What the task asks: Your task is to count the lines of the entries below that include the word "Serialize" and to give only the resulting number.

___ Recorded information ___

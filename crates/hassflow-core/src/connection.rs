// ── Connection seam ──
//
// The runtime only talks to its transport through `Connection`. The live
// implementation wraps `hassflow_api::HassSocket`; tests and replay tools
// provide their own.

use std::sync::Arc;

use futures_core::future::BoxFuture;
use futures_core::stream::BoxStream;
use futures_util::{FutureExt, StreamExt};
use hassflow_api::HassSocket;
use serde::{Deserialize, Serialize};
use serde_json::Value;
use tokio_util::sync::CancellationToken;

use crate::config::ConnectionConfig;
use crate::error::CoreError;
use crate::model::Snapshot;

/// Push stream of full snapshots. The first item is the complete current
/// state; the stream ends when the connection is gone for good.
pub type SnapshotFeed = BoxStream<'static, Arc<Snapshot>>;

/// Transport as seen by the runtime.
pub trait Connection: Send + Sync {
    fn subscribe_entities(&self) -> BoxFuture<'_, Result<SnapshotFeed, CoreError>>;

    /// Returns the opaque JSON result of the remote call.
    fn call_service(&self, call: ServiceCall) -> BoxFuture<'_, Result<Value, CoreError>>;

    fn close(&self) -> BoxFuture<'_, Result<(), CoreError>>;
}

// ── ServiceCall ──────────────────────────────────────────────────────

/// A parsed `"domain.service"` invocation.
#[derive(Debug, Clone, PartialEq, Serialize)]
pub struct ServiceCall {
    pub domain: String,
    pub service: String,
    #[serde(skip_serializing_if = "Option::is_none")]
    pub data: Option<Value>,
    #[serde(skip_serializing_if = "Option::is_none")]
    pub target: Option<ServiceTarget>,
}

impl ServiceCall {
    /// Split `action_id` on `.`; anything other than two non-empty
    /// segments is `MalformedActionId`. The payload is not validated.
    pub fn parse(
        action_id: &str,
        data: Option<Value>,
        target: Option<ServiceTarget>,
    ) -> Result<Self, CoreError> {
        let mut segments = action_id.split('.');
        match (segments.next(), segments.next(), segments.next()) {
            (Some(domain), Some(service), None) if !domain.is_empty() && !service.is_empty() => {
                Ok(Self {
                    domain: domain.to_owned(),
                    service: service.to_owned(),
                    data,
                    target,
                })
            }
            _ => Err(CoreError::MalformedActionId {
                action_id: action_id.to_owned(),
            }),
        }
    }

    pub fn action_id(&self) -> String {
        format!("{}.{}", self.domain, self.service)
    }
}

/// Targets of a service call. Empty lists are omitted on the wire.
#[derive(Debug, Clone, Default, PartialEq, Eq, Serialize, Deserialize)]
pub struct ServiceTarget {
    #[serde(default, skip_serializing_if = "Vec::is_empty")]
    pub entity_id: Vec<String>,
    #[serde(default, skip_serializing_if = "Vec::is_empty")]
    pub device_id: Vec<String>,
    #[serde(default, skip_serializing_if = "Vec::is_empty")]
    pub area_id: Vec<String>,
}

impl ServiceTarget {
    pub fn entity(entity_id: impl Into<String>) -> Self {
        Self {
            entity_id: vec![entity_id.into()],
            ..Self::default()
        }
    }

    pub fn entities<I, S>(entity_ids: I) -> Self
    where
        I: IntoIterator<Item = S>,
        S: Into<String>,
    {
        Self {
            entity_id: entity_ids.into_iter().map(Into::into).collect(),
            ..Self::default()
        }
    }

    pub fn with_device(mut self, device_id: impl Into<String>) -> Self {
        self.device_id.push(device_id.into());
        self
    }

    pub fn with_area(mut self, area_id: impl Into<String>) -> Self {
        self.area_id.push(area_id.into());
        self
    }

    pub fn is_empty(&self) -> bool {
        self.entity_id.is_empty() && self.device_id.is_empty() && self.area_id.is_empty()
    }
}

// ── HassConnection ───────────────────────────────────────────────────

/// `Connection` over a live Home Assistant WebSocket session.
pub struct HassConnection {
    socket: HassSocket,
}

impl HassConnection {
    /// Validate `config`, then connect and authenticate.
    pub async fn connect(
        config: &ConnectionConfig,
        cancel: CancellationToken,
    ) -> Result<Self, CoreError> {
        config.validate()?;
        let socket = HassSocket::connect(config.socket_config()?, cancel)
            .await
            .map_err(|e| match CoreError::from(e) {
                CoreError::ConnectionFailed { url, reason } if url.is_empty() => {
                    CoreError::ConnectionFailed {
                        url: config.url.to_string(),
                        reason,
                    }
                }
                other => other,
            })?;
        Ok(Self { socket })
    }

    pub fn from_socket(socket: HassSocket) -> Self {
        Self { socket }
    }

    pub fn socket(&self) -> &HassSocket {
        &self.socket
    }

    pub fn ha_version(&self) -> &str {
        self.socket.ha_version()
    }
}

impl Connection for HassConnection {
    fn subscribe_entities(&self) -> BoxFuture<'_, Result<SnapshotFeed, CoreError>> {
        async move {
            let feed = self.socket.subscribe_entities().await?;
            let snapshots = futures_util::stream::unfold(feed, |mut feed| async move {
                let entities = feed.next().await?;
                Some((Arc::new(Snapshot::from(entities.as_ref())), feed))
            });
            Ok(snapshots.boxed())
        }
        .boxed()
    }

    fn call_service(&self, call: ServiceCall) -> BoxFuture<'_, Result<Value, CoreError>> {
        async move {
            let target = match call.target {
                Some(target) if !target.is_empty() => Some(
                    serde_json::to_value(target)
                        .map_err(|e| CoreError::Internal(format!("service target: {e}")))?,
                ),
                _ => None,
            };
            let result = self
                .socket
                .call_service(&call.domain, &call.service, call.data, target)
                .await?;
            Ok(result)
        }
        .boxed()
    }

    fn close(&self) -> BoxFuture<'_, Result<(), CoreError>> {
        async move {
            self.socket.close();
            Ok(())
        }
        .boxed()
    }
}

___

Written reply: 3